| What needs to be done |
The reply should consist of one number, the count of lines below in which the word "SectorNameGenerator" appears.

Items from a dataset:
_____

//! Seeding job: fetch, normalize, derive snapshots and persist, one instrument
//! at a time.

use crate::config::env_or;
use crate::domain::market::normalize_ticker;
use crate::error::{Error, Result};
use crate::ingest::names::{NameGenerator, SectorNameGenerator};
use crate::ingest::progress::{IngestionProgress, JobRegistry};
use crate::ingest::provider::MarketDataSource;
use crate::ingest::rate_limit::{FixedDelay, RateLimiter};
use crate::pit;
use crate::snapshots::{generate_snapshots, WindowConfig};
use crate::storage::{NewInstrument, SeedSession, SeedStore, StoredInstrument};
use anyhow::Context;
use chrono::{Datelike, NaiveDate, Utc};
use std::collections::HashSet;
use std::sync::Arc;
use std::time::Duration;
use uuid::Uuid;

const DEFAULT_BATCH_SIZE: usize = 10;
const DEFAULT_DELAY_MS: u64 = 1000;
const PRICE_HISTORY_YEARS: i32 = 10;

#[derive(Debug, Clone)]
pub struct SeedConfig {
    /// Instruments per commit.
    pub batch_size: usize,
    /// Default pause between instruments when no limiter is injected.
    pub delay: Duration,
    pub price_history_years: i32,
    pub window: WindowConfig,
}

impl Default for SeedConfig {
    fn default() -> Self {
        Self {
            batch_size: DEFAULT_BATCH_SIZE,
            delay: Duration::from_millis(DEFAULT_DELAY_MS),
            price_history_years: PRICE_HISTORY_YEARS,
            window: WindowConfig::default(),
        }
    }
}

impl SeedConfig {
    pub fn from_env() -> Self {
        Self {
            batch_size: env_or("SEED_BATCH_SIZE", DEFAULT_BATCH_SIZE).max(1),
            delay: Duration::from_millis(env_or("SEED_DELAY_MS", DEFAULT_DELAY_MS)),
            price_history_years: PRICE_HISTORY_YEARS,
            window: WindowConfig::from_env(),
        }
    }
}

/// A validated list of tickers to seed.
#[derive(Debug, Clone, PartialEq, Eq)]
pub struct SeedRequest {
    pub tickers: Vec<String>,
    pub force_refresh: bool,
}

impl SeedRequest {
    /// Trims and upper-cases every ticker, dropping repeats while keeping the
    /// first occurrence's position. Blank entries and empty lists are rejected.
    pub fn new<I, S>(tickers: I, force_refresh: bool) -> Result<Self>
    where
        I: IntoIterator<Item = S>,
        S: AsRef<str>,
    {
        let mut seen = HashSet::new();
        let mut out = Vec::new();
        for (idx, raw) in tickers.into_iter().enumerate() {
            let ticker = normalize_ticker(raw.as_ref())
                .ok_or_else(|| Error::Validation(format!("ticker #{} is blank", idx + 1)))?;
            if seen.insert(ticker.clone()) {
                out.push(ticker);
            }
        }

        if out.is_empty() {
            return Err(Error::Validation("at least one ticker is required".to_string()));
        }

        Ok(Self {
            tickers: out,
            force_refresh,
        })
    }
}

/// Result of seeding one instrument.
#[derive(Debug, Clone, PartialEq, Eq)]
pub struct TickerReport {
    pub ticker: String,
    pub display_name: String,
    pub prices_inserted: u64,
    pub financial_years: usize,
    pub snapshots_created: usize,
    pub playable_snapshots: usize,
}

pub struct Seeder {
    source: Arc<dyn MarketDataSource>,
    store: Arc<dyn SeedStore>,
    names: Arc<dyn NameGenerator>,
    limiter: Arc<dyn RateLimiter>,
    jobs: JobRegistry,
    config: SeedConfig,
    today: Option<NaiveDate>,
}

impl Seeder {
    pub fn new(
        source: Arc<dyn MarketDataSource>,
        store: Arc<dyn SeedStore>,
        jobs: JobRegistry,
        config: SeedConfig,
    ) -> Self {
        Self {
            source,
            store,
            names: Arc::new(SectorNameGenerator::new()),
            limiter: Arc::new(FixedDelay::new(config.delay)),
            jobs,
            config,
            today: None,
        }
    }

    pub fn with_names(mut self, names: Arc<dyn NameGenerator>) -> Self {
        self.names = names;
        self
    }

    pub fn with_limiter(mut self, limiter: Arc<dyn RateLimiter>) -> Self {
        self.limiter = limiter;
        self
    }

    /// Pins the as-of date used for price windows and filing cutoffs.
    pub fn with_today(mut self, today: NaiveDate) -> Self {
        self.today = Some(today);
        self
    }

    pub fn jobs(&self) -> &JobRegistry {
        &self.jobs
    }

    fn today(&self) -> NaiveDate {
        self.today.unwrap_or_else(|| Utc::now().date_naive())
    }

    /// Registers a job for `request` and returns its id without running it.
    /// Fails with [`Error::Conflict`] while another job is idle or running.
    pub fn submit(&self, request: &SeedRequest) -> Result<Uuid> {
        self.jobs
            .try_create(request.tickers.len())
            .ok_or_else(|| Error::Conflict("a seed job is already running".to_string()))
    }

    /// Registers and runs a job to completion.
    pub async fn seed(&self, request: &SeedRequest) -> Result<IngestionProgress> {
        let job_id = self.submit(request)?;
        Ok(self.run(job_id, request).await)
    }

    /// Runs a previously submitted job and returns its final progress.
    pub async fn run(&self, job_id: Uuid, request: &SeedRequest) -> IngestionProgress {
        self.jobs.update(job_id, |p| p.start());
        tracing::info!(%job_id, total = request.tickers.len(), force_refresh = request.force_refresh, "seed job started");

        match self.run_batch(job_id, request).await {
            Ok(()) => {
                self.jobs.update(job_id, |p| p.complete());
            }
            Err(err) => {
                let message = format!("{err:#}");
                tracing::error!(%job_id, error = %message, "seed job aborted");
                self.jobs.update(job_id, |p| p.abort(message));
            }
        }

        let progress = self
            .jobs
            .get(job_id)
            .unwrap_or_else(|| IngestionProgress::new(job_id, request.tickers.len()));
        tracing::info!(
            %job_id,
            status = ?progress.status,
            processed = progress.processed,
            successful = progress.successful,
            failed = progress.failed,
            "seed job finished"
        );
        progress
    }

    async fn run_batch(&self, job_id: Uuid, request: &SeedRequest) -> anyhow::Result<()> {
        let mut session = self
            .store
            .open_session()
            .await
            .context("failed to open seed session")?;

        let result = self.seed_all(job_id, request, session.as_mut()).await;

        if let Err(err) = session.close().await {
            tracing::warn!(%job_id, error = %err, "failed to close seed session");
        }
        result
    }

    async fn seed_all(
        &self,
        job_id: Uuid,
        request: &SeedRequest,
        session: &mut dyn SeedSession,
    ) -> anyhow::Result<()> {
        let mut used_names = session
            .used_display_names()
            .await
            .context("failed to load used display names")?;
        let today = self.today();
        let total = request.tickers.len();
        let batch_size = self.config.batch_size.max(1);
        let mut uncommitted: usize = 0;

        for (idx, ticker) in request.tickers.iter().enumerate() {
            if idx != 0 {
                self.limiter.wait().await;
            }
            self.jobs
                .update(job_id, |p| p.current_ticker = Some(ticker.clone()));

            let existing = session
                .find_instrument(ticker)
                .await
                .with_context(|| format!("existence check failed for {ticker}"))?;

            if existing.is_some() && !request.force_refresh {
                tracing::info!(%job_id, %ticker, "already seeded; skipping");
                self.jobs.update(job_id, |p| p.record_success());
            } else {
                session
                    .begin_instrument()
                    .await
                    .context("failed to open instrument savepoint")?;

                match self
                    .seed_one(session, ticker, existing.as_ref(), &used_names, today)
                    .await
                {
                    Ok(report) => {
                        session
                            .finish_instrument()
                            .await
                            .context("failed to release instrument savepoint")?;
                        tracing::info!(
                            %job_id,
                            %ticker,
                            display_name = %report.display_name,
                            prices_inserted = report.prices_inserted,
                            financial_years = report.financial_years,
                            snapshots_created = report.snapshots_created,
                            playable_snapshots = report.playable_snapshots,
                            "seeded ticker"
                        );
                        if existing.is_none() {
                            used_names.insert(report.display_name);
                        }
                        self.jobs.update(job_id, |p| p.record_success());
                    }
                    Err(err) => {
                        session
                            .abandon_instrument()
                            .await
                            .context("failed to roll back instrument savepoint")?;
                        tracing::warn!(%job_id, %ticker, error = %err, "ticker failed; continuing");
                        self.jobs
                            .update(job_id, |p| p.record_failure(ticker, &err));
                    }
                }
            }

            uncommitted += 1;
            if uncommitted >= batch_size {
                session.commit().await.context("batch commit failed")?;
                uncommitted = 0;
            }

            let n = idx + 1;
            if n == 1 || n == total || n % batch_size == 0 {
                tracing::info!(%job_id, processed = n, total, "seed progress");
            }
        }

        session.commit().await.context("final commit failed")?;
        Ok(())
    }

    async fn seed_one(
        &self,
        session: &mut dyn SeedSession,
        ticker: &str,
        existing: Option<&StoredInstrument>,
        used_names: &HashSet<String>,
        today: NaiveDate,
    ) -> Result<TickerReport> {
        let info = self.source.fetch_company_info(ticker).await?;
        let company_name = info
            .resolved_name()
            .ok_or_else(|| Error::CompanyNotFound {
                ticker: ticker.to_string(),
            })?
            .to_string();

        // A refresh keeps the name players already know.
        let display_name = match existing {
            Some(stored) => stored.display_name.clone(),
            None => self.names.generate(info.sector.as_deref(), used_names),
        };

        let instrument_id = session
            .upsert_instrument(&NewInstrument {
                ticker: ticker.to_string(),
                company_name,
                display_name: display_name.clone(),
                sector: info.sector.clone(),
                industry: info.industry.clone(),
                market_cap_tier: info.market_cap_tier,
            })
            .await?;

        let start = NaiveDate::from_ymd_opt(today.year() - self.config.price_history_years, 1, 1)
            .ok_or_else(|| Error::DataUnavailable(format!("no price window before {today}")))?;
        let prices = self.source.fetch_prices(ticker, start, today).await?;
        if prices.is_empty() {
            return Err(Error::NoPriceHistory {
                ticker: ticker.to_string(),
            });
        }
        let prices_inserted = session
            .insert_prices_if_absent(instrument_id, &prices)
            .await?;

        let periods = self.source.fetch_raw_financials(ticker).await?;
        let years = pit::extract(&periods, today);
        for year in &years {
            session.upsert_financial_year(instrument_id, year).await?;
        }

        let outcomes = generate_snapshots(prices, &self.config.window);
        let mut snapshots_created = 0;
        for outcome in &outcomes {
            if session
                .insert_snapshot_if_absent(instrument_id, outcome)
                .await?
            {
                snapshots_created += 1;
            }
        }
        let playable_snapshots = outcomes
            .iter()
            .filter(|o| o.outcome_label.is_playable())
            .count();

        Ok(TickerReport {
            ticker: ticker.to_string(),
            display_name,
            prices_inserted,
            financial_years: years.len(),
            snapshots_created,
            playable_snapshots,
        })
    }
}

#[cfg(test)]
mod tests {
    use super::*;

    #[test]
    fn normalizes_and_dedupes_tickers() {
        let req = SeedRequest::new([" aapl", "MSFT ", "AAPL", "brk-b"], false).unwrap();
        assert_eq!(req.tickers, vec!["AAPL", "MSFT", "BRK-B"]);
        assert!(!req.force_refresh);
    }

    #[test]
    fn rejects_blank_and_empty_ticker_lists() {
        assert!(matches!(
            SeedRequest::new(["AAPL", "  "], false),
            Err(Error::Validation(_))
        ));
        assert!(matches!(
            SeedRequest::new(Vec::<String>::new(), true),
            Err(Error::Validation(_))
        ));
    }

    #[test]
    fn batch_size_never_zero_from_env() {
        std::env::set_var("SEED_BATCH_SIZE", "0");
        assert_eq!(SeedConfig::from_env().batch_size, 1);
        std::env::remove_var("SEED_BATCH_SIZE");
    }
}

_____

| Solved problem |
2